The emergence of four-day work weeks is another aspect of change. Successfully trialled in the UK by non-profit organization 4 Day Week Global, initial results showed that 91% of participating businesses will definitely continue or plan to continue the format.

Now that the mandate to go back to the office is starting to take effect, almost a third of workers in the eurozone want it work at home more often than their employer allows them, according to a recent survey by the European Central Bank.

The survey found that employees who commute more than an hour each way want 10 home working days per month. Anyone with a travel time of less than 15 minutes wants to be at home six days a month.

Employees vote with their feet if necessary. “Employees are more willing to change jobs if they have remote work preferences that go beyond their employers’ preferences,” the study authors said.

Offering flexibility in the form of work styles is now considered a benefit to employees, and it is one that positively contributes to employee happiness, which rises no less than 20% by having the ability to work 100% remotely.

Work-life balance goes beyond what benefits employees. It’s good for business too, as companies that offer fully remote jobs can now leverage a much larger, global talent pool to drive their success. Plus a survey performed by Airtasker found that remote workers get more done and work 1.4 days per month or 16.8 days per year more than office workers.

For employees (beyond mere luck), the biggest benefit of achieving an optimal work configuration, whether remote, hybrid, or fully flexible, is that it can help reduce chronic stress, prevent burnout, and as a result reduce physical problems. and mental symptoms such as anxiety, hypertension, digestive problems and heart problems. A real win-win.

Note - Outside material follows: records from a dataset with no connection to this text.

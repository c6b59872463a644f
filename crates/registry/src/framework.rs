use std::fmt;
use std::path::Path;

use serde::{Deserialize, Serialize};

/// Web toolchain an activity was built with.
#[derive(Debug, Clone, Copy, PartialEq, Eq, Hash, Serialize, Deserialize)]
#[serde(rename_all = "lowercase")]
pub enum FrameworkType {
    Nextjs,
    Vite,
    Cra,
    React,
    Static,
    Unknown,
}

impl FrameworkType {
    pub fn as_str(&self) -> &'static str {
        match self {
            FrameworkType::Nextjs => "nextjs",
            FrameworkType::Vite => "vite",
            FrameworkType::Cra => "cra",
            FrameworkType::React => "react",
            FrameworkType::Static => "static",
            FrameworkType::Unknown => "unknown",
        }
    }

    /// Parse a framework name as written in `activity.config.json`.
    pub fn parse(value: &str) -> Option<Self> {
        match value.trim().to_ascii_lowercase().as_str() {
            "nextjs" | "next" | "next.js" => Some(FrameworkType::Nextjs),
            "vite" => Some(FrameworkType::Vite),
            "cra" | "create-react-app" => Some(FrameworkType::Cra),
            "react" => Some(FrameworkType::React),
            "static" | "html" => Some(FrameworkType::Static),
            "unknown" => Some(FrameworkType::Unknown),
            _ => None,
        }
    }

    /// Type an activity is served as. `unknown` is served like `static`.
    pub fn served_as(self) -> Self {
        match self {
            FrameworkType::Unknown => FrameworkType::Static,
            other => other,
        }
    }

    /// Only Next.js activities get a dedicated runtime instance.
    pub fn has_runtime(self) -> bool {
        matches!(self, FrameworkType::Nextjs)
    }
}

impl fmt::Display for FrameworkType {
    fn fmt(&self, f: &mut fmt::Formatter<'_>) -> fmt::Result {
        f.write_str(self.as_str())
    }
}

const NEXT_CONFIGS: [&str; 2] = ["next.config.js", "next.config.mjs"];
const VITE_CONFIGS: [&str; 3] = ["vite.config.js", "vite.config.ts", "vite.config.mjs"];
const REACT_ENTRIES: [&str; 3] = ["src/App.js", "src/App.jsx", "src/index.js"];

/// Classify a directory by the marker files it contains.
///
/// First match wins, in this order: Next.js config or `pages/`/`app/`,
/// Vite config, a CRA production build (`build/static`) or
/// `public/manifest.json`, `src/` with an app entry, an `index.html` at the
/// root or under `public/`. Anything else (including directories that do
/// not exist or cannot be read) is `unknown`.
pub fn classify(dir: &Path) -> FrameworkType {
    if !dir.is_dir() {
        return FrameworkType::Unknown;
    }

    let framework = detect(dir);
    match framework {
        FrameworkType::Unknown => {
            tracing::debug!(
                path = %dir.display(),
                event = "framework_unknown",
                "framework detection failed"
            );
        }
        detected => {
            tracing::debug!(
                path = %dir.display(),
                framework = %detected,
                event = "framework_detected",
                "framework detected"
            );
        }
    }
    framework
}

fn detect(dir: &Path) -> FrameworkType {
    if NEXT_CONFIGS.iter().any(|name| dir.join(name).is_file())
        || dir.join("pages").is_dir()
        || dir.join("app").is_dir()
    {
        return FrameworkType::Nextjs;
    }

    if VITE_CONFIGS.iter().any(|name| dir.join(name).is_file()) {
        return FrameworkType::Vite;
    }

    if dir.join("build").join("static").is_dir() || dir.join("public").join("manifest.json").is_file()
    {
        return FrameworkType::Cra;
    }

    if dir.join("src").is_dir() && REACT_ENTRIES.iter().any(|entry| dir.join(entry).is_file()) {
        return FrameworkType::React;
    }

    if dir.join("index.html").is_file() || dir.join("public").join("index.html").is_file() {
        return FrameworkType::Static;
    }

    FrameworkType::Unknown
}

Check out the House of Talent Job Board today for thousands of positions in the European technology sector.


Shreya has been with australiabusinessblog.com for 3 years, writing copy for client websites, blog posts, EDMs and other mediums to engage readers and encourage action. By collaborating with clients, our SEO manager and the wider australiabusinessblog.com, Shreya seeks to understand an audience before creating memorable, persuasive copy.